◆ **Task requirements**: Read the lines below and count those that have the word "CoperturaInterna". Respond with the number only.

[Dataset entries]
*****
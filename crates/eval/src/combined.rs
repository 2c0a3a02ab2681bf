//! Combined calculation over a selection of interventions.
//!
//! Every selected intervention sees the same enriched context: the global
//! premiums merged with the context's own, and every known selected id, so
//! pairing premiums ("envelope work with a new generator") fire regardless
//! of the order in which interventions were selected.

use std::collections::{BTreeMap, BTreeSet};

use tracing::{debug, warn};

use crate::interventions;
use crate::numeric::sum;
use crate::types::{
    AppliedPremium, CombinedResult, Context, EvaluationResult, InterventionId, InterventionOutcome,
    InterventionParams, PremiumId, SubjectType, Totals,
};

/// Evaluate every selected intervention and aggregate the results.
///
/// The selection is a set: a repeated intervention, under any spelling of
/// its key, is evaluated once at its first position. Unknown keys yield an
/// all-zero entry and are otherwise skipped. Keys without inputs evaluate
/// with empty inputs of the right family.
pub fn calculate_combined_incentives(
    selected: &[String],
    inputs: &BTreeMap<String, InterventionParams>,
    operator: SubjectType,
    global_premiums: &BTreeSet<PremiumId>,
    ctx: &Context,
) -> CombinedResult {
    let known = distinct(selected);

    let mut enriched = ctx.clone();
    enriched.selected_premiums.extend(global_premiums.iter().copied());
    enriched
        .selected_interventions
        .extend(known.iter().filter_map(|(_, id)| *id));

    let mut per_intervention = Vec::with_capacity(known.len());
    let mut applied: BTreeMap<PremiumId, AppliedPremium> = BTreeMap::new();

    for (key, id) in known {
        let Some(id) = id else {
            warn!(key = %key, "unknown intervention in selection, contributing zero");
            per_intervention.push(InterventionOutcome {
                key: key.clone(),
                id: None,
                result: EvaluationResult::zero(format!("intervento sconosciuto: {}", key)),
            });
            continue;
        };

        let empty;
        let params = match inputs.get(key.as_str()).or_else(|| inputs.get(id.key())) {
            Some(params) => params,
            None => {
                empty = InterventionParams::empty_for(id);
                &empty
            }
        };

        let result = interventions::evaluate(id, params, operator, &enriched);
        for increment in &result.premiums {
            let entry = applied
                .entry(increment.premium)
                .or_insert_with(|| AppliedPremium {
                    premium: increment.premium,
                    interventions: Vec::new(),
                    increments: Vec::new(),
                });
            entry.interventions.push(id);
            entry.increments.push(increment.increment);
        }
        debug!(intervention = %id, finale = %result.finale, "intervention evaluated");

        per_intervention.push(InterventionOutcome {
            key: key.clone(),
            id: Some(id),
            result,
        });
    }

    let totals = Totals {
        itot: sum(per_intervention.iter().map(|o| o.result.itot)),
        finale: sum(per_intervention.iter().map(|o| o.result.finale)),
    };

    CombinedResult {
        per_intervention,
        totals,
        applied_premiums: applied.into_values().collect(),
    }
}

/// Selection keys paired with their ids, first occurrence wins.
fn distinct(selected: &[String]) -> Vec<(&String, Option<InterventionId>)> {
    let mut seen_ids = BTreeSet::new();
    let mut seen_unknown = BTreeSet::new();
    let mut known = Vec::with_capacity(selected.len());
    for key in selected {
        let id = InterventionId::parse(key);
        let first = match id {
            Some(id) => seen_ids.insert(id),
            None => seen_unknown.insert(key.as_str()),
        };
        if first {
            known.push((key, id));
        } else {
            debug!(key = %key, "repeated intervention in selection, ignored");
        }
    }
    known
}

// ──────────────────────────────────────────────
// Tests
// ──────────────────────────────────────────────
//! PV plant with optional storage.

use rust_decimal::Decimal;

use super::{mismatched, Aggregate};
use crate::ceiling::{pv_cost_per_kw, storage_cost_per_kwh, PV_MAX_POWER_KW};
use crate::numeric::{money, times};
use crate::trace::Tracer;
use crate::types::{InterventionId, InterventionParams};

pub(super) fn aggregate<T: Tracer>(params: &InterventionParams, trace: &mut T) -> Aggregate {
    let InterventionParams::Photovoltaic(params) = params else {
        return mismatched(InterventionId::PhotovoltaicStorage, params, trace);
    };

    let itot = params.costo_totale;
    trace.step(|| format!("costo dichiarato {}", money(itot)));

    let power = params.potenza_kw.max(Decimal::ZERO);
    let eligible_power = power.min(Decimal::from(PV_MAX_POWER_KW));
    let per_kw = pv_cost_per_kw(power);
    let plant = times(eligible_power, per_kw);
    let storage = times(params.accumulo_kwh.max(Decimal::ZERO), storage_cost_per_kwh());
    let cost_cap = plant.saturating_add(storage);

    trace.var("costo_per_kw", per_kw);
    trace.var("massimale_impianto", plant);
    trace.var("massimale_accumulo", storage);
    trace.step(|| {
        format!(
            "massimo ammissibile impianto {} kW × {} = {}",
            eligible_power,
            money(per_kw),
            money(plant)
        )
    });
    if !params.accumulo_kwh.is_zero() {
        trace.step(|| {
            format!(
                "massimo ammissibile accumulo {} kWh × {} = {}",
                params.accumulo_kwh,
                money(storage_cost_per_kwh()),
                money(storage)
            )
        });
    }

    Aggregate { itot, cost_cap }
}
*****
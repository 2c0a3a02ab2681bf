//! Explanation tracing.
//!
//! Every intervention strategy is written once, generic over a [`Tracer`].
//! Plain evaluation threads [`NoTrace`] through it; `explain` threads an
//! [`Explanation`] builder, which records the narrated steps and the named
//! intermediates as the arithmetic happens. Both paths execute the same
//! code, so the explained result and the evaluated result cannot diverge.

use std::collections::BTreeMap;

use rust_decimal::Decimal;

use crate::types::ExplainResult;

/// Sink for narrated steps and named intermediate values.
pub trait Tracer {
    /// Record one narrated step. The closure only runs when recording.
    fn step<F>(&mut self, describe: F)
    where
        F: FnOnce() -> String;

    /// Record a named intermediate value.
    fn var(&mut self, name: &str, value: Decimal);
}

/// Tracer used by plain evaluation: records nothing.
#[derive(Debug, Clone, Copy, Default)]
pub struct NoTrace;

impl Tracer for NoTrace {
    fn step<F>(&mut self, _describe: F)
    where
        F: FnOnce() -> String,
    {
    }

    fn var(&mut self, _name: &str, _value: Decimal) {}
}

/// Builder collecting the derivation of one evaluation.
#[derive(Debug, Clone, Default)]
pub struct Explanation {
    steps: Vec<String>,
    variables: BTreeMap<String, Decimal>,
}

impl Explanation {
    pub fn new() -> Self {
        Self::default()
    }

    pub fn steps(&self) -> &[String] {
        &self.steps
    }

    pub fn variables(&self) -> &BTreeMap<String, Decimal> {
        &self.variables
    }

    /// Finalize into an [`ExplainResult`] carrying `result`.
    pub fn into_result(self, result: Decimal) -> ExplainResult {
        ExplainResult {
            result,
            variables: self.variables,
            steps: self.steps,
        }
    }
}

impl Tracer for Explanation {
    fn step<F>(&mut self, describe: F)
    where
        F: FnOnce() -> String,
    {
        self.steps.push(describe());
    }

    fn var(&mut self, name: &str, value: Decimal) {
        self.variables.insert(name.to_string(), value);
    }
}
*****
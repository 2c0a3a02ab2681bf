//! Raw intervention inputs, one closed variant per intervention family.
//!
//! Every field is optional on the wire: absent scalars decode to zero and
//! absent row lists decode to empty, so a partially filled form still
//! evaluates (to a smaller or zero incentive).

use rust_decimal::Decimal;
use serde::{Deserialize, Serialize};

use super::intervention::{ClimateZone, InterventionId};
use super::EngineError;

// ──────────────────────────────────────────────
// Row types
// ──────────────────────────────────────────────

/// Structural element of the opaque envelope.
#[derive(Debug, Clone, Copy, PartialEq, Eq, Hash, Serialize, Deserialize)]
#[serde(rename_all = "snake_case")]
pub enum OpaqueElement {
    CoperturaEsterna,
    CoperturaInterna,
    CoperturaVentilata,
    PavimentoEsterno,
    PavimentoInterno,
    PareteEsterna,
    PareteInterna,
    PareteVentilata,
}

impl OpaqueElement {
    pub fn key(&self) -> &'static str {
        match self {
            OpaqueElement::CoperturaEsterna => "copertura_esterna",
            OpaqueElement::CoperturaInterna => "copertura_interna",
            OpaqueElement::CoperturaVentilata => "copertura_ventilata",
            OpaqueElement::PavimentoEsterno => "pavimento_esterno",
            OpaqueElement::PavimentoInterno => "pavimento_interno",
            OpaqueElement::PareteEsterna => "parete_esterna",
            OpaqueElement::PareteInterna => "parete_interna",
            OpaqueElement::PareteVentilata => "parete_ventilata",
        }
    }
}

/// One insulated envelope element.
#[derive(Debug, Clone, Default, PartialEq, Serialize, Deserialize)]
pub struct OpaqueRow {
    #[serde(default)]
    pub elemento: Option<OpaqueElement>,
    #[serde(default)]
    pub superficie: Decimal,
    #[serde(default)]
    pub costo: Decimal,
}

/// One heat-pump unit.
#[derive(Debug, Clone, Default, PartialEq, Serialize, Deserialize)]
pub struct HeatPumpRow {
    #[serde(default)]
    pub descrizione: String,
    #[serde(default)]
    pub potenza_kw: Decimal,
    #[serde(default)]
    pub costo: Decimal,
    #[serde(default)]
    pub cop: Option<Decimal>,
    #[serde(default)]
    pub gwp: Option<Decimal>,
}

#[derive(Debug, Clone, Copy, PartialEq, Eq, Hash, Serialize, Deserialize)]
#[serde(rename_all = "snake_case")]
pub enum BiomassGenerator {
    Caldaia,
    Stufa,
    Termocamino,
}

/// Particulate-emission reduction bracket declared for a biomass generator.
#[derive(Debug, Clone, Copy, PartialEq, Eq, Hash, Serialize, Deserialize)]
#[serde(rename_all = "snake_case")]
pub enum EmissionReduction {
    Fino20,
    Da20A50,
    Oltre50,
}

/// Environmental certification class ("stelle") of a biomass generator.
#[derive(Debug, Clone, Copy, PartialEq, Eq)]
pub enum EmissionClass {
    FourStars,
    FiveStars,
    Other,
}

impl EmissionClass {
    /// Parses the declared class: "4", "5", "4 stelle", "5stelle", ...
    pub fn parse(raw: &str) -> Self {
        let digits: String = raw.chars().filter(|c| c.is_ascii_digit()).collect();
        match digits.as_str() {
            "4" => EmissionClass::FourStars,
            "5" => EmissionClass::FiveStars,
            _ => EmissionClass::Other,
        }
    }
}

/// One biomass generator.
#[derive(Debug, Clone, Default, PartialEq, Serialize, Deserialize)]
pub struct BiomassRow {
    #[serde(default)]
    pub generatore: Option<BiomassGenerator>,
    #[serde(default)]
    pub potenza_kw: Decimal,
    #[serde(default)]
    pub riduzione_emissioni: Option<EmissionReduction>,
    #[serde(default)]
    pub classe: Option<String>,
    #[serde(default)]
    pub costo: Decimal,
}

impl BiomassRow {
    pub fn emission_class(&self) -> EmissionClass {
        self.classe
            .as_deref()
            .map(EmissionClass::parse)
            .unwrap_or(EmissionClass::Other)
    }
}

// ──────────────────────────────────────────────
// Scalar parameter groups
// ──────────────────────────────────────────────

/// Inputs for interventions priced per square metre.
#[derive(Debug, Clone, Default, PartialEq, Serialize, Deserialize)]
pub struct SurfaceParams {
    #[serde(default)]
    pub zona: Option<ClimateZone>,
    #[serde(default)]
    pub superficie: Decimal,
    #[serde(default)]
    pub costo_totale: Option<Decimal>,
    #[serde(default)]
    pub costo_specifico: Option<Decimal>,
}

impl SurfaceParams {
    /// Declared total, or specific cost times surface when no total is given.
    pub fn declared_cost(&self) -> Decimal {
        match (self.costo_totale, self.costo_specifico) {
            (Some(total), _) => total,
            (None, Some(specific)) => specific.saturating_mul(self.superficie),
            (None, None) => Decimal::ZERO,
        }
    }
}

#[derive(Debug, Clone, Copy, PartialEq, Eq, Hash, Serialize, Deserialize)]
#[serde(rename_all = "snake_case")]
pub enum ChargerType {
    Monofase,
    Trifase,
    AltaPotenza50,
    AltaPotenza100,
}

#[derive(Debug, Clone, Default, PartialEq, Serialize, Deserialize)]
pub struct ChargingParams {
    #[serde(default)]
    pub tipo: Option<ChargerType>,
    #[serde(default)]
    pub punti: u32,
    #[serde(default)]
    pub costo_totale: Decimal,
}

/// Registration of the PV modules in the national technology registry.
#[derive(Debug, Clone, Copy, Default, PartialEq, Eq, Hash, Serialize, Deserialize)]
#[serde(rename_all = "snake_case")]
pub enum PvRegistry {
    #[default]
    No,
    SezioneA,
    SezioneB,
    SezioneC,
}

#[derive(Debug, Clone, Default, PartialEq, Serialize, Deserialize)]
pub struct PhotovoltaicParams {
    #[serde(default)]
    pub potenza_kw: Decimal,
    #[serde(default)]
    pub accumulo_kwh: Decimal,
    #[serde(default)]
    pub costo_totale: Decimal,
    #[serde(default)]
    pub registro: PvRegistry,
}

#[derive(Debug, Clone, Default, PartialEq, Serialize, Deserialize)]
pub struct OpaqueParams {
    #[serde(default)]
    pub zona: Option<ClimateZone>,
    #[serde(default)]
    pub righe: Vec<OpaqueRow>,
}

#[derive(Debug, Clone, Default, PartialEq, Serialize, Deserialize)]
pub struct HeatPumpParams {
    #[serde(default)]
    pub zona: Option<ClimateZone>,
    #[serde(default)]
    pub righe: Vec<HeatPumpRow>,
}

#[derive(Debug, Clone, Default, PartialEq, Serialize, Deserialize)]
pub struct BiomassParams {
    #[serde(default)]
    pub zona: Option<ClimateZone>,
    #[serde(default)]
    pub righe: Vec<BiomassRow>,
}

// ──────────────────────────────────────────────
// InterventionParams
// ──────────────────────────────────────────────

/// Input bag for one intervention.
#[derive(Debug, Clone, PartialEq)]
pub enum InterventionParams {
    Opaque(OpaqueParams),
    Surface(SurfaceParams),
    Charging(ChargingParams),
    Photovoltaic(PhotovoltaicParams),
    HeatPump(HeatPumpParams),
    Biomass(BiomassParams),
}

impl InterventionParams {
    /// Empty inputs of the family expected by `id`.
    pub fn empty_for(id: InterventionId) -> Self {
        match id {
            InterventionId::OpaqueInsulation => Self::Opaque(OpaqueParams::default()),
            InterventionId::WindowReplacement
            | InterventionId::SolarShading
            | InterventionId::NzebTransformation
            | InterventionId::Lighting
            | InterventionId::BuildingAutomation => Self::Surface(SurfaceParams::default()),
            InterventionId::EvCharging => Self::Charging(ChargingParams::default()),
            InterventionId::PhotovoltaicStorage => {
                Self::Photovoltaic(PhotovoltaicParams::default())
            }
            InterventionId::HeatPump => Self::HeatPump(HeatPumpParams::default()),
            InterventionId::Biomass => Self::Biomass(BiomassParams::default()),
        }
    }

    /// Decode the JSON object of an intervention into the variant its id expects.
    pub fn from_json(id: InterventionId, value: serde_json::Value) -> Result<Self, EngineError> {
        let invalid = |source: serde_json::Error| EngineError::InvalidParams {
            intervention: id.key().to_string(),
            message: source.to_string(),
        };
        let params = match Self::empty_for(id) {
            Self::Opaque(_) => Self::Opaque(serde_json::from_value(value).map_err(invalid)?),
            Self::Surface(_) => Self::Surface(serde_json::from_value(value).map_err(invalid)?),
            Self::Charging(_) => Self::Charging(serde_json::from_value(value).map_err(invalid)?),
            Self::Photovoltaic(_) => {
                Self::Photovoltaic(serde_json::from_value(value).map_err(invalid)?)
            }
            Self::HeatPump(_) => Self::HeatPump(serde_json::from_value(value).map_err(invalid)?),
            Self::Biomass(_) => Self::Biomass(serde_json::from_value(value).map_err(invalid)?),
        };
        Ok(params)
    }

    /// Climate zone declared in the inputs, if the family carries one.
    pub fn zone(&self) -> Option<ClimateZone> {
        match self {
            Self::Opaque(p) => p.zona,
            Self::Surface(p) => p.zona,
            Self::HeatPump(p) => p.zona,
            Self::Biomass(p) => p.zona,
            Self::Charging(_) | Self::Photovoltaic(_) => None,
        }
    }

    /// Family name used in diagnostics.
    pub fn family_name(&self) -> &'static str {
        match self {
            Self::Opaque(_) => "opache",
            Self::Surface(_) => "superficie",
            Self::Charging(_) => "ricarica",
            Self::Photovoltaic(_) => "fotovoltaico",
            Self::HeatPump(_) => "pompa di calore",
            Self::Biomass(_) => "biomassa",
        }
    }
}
*****
◆ **Solution**: 2